(Saved entries)
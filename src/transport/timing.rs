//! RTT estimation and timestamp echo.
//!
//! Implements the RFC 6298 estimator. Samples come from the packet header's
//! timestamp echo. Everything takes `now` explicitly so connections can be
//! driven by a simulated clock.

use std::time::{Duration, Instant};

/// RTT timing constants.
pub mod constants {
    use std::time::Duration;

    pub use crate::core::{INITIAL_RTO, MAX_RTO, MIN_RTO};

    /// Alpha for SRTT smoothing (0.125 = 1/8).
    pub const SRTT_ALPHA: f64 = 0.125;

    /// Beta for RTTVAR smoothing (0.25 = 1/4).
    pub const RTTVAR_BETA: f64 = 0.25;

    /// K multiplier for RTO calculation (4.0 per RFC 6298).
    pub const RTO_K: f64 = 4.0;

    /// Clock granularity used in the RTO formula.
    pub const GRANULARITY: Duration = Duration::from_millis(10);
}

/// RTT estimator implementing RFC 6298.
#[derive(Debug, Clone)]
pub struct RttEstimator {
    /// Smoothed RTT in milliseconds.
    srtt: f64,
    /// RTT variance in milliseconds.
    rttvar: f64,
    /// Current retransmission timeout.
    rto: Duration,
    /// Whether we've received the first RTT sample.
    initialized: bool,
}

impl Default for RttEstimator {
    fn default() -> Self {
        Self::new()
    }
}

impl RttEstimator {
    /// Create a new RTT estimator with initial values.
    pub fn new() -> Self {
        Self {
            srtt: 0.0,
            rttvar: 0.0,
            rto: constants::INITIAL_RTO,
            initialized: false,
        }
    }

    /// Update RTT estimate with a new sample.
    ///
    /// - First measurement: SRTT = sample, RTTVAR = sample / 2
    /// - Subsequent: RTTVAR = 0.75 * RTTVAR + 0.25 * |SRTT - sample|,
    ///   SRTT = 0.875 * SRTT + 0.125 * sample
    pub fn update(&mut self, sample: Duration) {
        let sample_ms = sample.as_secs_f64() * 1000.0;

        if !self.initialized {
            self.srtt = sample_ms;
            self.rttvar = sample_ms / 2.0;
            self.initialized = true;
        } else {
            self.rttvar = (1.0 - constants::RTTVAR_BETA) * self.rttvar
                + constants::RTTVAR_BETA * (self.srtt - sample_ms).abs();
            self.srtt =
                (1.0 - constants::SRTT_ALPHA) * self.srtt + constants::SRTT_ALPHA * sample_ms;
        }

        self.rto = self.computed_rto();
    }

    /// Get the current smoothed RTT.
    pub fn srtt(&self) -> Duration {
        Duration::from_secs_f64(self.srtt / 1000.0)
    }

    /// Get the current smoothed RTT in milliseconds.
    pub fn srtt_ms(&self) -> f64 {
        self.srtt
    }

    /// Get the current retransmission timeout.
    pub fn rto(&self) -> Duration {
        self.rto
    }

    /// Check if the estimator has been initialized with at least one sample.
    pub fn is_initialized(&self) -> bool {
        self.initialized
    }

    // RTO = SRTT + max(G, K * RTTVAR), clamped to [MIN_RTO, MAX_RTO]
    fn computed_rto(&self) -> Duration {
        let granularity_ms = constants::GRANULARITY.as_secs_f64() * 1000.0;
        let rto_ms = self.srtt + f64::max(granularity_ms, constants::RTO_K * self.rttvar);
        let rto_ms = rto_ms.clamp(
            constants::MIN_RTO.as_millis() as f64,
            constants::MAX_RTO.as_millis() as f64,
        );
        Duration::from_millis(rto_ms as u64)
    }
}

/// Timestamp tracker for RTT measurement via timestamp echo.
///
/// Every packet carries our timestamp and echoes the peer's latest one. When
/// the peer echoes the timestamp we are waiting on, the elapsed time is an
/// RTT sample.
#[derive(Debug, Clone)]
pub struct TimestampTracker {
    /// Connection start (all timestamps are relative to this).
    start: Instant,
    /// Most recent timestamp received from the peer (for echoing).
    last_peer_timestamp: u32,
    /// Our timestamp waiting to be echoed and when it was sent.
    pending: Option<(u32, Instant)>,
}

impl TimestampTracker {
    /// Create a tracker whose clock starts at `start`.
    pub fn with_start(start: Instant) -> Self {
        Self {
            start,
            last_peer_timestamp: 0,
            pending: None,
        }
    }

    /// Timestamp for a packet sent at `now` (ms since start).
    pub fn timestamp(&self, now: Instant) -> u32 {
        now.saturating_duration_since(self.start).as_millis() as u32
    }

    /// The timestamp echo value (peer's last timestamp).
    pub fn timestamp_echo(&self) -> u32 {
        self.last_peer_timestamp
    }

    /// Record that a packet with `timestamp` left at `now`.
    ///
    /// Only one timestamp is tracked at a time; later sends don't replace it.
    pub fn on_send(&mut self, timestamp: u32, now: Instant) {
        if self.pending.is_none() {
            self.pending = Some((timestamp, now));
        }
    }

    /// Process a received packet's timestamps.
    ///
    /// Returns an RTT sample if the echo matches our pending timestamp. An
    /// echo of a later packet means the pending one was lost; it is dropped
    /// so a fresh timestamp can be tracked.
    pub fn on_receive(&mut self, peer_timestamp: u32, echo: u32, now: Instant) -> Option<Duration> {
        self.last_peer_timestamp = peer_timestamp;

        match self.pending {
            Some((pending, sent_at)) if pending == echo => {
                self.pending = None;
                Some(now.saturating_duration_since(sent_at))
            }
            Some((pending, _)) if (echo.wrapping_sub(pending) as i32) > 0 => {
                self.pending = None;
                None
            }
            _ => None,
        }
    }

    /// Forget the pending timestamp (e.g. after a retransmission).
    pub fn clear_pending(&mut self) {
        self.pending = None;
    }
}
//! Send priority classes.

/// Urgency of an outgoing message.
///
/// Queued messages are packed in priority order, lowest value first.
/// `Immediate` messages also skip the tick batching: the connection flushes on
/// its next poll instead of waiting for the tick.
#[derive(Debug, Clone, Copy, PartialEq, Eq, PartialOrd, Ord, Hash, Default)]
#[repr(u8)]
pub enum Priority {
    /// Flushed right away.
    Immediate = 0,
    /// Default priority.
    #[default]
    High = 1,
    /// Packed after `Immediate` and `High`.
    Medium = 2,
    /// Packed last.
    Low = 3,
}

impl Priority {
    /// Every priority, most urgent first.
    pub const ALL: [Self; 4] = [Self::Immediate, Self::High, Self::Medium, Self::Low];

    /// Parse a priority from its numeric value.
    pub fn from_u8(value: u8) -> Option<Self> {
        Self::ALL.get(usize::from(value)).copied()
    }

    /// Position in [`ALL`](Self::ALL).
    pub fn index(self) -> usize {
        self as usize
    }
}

▶ Exercise objective:
When you transcribe the records above, keep every line exactly the same.

▶ Output below:
filename src/transport/timing.rs
//! RTT estimation and timestamp echo.
//!
//! Implements the RFC 6298 estimator. Samples come from the packet header's
//! timestamp echo. Everything takes `now` explicitly so connections can be
//! driven by a simulated clock.

use std::time::{Duration, Instant};

/// RTT timing constants.
pub mod constants {
    use std::time::Duration;

    pub use crate::core::{INITIAL_RTO, MAX_RTO, MIN_RTO};

    /// Alpha for SRTT smoothing (0.125 = 1/8).
    pub const SRTT_ALPHA: f64 = 0.125;

    /// Beta for RTTVAR smoothing (0.25 = 1/4).
    pub const RTTVAR_BETA: f64 = 0.25;

    /// K multiplier for RTO calculation (4.0 per RFC 6298).
    pub const RTO_K: f64 = 4.0;

    /// Clock granularity used in the RTO formula.
    pub const GRANULARITY: Duration = Duration::from_millis(10);
}

/// RTT estimator implementing RFC 6298.
#[derive(Debug, Clone)]
pub struct RttEstimator {
    /// Smoothed RTT in milliseconds.
    srtt: f64,
    /// RTT variance in milliseconds.
    rttvar: f64,
    /// Current retransmission timeout.
    rto: Duration,
    /// Whether we've received the first RTT sample.
    initialized: bool,
}

impl Default for RttEstimator {
    fn default() -> Self {
        Self::new()
    }
}

impl RttEstimator {
    /// Create a new RTT estimator with initial values.
    pub fn new() -> Self {
        Self {
            srtt: 0.0,
            rttvar: 0.0,
            rto: constants::INITIAL_RTO,
            initialized: false,
        }
    }

    /// Update RTT estimate with a new sample.
    ///
    /// - First measurement: SRTT = sample, RTTVAR = sample / 2
    /// - Subsequent: RTTVAR = 0.75 * RTTVAR + 0.25 * |SRTT - sample|,
    ///   SRTT = 0.875 * SRTT + 0.125 * sample
    pub fn update(&mut self, sample: Duration) {
        let sample_ms = sample.as_secs_f64() * 1000.0;

        if !self.initialized {
            self.srtt = sample_ms;
            self.rttvar = sample_ms / 2.0;
            self.initialized = true;
        } else {
            self.rttvar = (1.0 - constants::RTTVAR_BETA) * self.rttvar
                + constants::RTTVAR_BETA * (self.srtt - sample_ms).abs();
            self.srtt =
                (1.0 - constants::SRTT_ALPHA) * self.srtt + constants::SRTT_ALPHA * sample_ms;
        }

        self.rto = self.computed_rto();
    }

    /// Get the current smoothed RTT.
    pub fn srtt(&self) -> Duration {
        Duration::from_secs_f64(self.srtt / 1000.0)
    }

    /// Get the current smoothed RTT in milliseconds.
    pub fn srtt_ms(&self) -> f64 {
        self.srtt
    }

    /// Get the current retransmission timeout.
    pub fn rto(&self) -> Duration {
        self.rto
    }

    /// Check if the estimator has been initialized with at least one sample.
    pub fn is_initialized(&self) -> bool {
        self.initialized
    }

    // RTO = SRTT + max(G, K * RTTVAR), clamped to [MIN_RTO, MAX_RTO]
    fn computed_rto(&self) -> Duration {
        let granularity_ms = constants::GRANULARITY.as_secs_f64() * 1000.0;
        let rto_ms = self.srtt + f64::max(granularity_ms, constants::RTO_K * self.rttvar);
        let rto_ms = rto_ms.clamp(
            constants::MIN_RTO.as_millis() as f64,
            constants::MAX_RTO.as_millis() as f64,
        );
        Duration::from_millis(rto_ms as u64)
    }
}

/// Timestamp tracker for RTT measurement via timestamp echo.
///
/// Every packet carries our timestamp and echoes the peer's latest one. When
/// the peer echoes the timestamp we are waiting on, the elapsed time is an
/// RTT sample.
#[derive(Debug, Clone)]
pub struct TimestampTracker {
    /// Connection start (all timestamps are relative to this).
    start: Instant,
    /// Most recent timestamp received from the peer (for echoing).
    last_peer_timestamp: u32,
    /// Our timestamp waiting to be echoed and when it was sent.
    pending: Option<(u32, Instant)>,
}

impl TimestampTracker {
    /// Create a tracker whose clock starts at `start`.
    pub fn with_start(start: Instant) -> Self {
        Self {
            start,
            last_peer_timestamp: 0,
            pending: None,
        }
    }

    /// Timestamp for a packet sent at `now` (ms since start).
    pub fn timestamp(&self, now: Instant) -> u32 {
        now.saturating_duration_since(self.start).as_millis() as u32
    }

    /// The timestamp echo value (peer's last timestamp).
    pub fn timestamp_echo(&self) -> u32 {
        self.last_peer_timestamp
    }

    /// Record that a packet with `timestamp` left at `now`.
    ///
    /// Only one timestamp is tracked at a time; later sends don't replace it.
    pub fn on_send(&mut self, timestamp: u32, now: Instant) {
        if self.pending.is_none() {
            self.pending = Some((timestamp, now));
        }
    }

    /// Process a received packet's timestamps.
    ///
    /// Returns an RTT sample if the echo matches our pending timestamp. An
    /// echo of a later packet means the pending one was lost; it is dropped
    /// so a fresh timestamp can be tracked.
    pub fn on_receive(&mut self, peer_timestamp: u32, echo: u32, now: Instant) -> Option<Duration> {
        self.last_peer_timestamp = peer_timestamp;

        match self.pending {
            Some((pending, sent_at)) if pending == echo => {
                self.pending = None;
                Some(now.saturating_duration_since(sent_at))
            }
            Some((pending, _)) if (echo.wrapping_sub(pending) as i32) > 0 => {
                self.pending = None;
                None
            }
            _ => None,
        }
    }

    /// Forget the pending timestamp (e.g. after a retransmission).
    pub fn clear_pending(&mut self) {
        self.pending = None;
    }
}
//! Send priority classes.

/// Urgency of an outgoing message.
///
/// Queued messages are packed in priority order, lowest value first.
/// `Immediate` messages also skip the tick batching: the connection flushes on
/// its next poll instead of waiting for the tick.
#[derive(Debug, Clone, Copy, PartialEq, Eq, PartialOrd, Ord, Hash, Default)]
#[repr(u8)]
pub enum Priority {
    /// Flushed right away.
    Immediate = 0,
    /// Default priority.
    #[default]
    High = 1,
    /// Packed after `Immediate` and `High`.
    Medium = 2,
    /// Packed last.
    Low = 3,
}

impl Priority {
    /// Every priority, most urgent first.
    pub const ALL: [Self; 4] = [Self::Immediate, Self::High, Self::Medium, Self::Low];

    /// Parse a priority from its numeric value.
    pub fn from_u8(value: u8) -> Option<Self> {
        Self::ALL.get(usize::from(value)).copied()
    }

    /// Position in [`ALL`](Self::ALL).
    pub fn index(self) -> usize {
        self as usize
    }
}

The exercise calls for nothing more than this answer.